- YOUR INSTRUCTIONS
Run through the records and show each line that includes the string "http".

- DATA TO EXAMINE
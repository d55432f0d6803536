use std::sync::Arc;

use axum::extract::{Path, State};
use axum::http::{header, StatusCode};
use axum::response::{IntoResponse, Response};
use quickdesk_core::storage::ObjectStore;
use quickdesk_core::DeskError;

/// MIME type for a stored object, from its extension.
pub fn content_type_for(path: &str) -> &'static str {
    let ext = path
        .rsplit_once('.')
        .map(|(_, ext)| ext.to_ascii_lowercase())
        .unwrap_or_default();
    match ext.as_str() {
        "jpg" | "jpeg" => "image/jpeg",
        "png" => "image/png",
        "gif" => "image/gif",
        "webp" => "image/webp",
        "pdf" => "application/pdf",
        "doc" => "application/msword",
        "docx" => "application/vnd.openxmlformats-officedocument.wordprocessingml.document",
        "txt" => "text/plain; charset=utf-8",
        "mp4" => "video/mp4",
        "webm" => "video/webm",
        "ogg" => "audio/ogg",
        "mp3" => "audio/mpeg",
        "wav" => "audio/wav",
        _ => "application/octet-stream",
    }
}

/// `GET /storage/{*path}`: the target of attachment public URLs.
pub async fn file_handler(
    State(objects): State<Arc<dyn ObjectStore>>,
    Path(path): Path<String>,
) -> Response {
    match objects.get(&path).await {
        Ok(Some(bytes)) => (
            [
                (header::CONTENT_TYPE, content_type_for(&path)),
                (header::X_CONTENT_TYPE_OPTIONS, "nosniff"),
            ],
            bytes,
        )
            .into_response(),
        Ok(None) => StatusCode::NOT_FOUND.into_response(),
        Err(DeskError::InvalidArgument(_)) => StatusCode::BAD_REQUEST.into_response(),
        Err(e) => {
            tracing::error!(path = %path, error = %e, "Failed to read stored object");
            StatusCode::INTERNAL_SERVER_ERROR.into_response()
        }
    }
}

#[cfg(test)]
mod tests {
    use super::*;

    #[test]
    fn test_content_type_for() {
        assert_eq!(content_type_for("tickets/t/1-shot.PNG"), "image/png");
        assert_eq!(content_type_for("tickets/t/1-report.pdf"), "application/pdf");
        assert_eq!(content_type_for("tickets/t/1-README"), "application/octet-stream");
    }
}
use serde::{Deserialize, Serialize};

/// Outbound notification configuration.
#[derive(Debug, Clone, Serialize, Deserialize)]
pub struct NotificationsConfig {
    /// Master switch for e-mail delivery. When off, composed e-mails are dropped.
    #[serde(default = "default_email_enabled")]
    pub email_enabled: bool,

    /// When set, e-mails are POSTed as JSON to this URL instead of being logged.
    #[serde(default)]
    pub webhook_url: Option<String>,

    /// Sender shown on outgoing e-mails.
    #[serde(default = "default_from_address")]
    pub from_address: String,

    /// Base URL used for ticket links in e-mail bodies.
    #[serde(default = "default_app_base_url")]
    pub app_base_url: String,
}

impl Default for NotificationsConfig {
    fn default() -> Self {
        Self {
            email_enabled: default_email_enabled(),
            webhook_url: None,
            from_address: default_from_address(),
            app_base_url: default_app_base_url(),
        }
    }
}

fn default_email_enabled() -> bool {
    true
}

fn default_from_address() -> String {
    "QuickDesk Support System <noreply@quickdesk.local>".to_string()
}

fn default_app_base_url() -> String {
    "http://localhost:5173".to_string()
}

- WRITTEN ANSWER
use axum::http::{header, StatusCode};
    "http://localhost:5173".to_string()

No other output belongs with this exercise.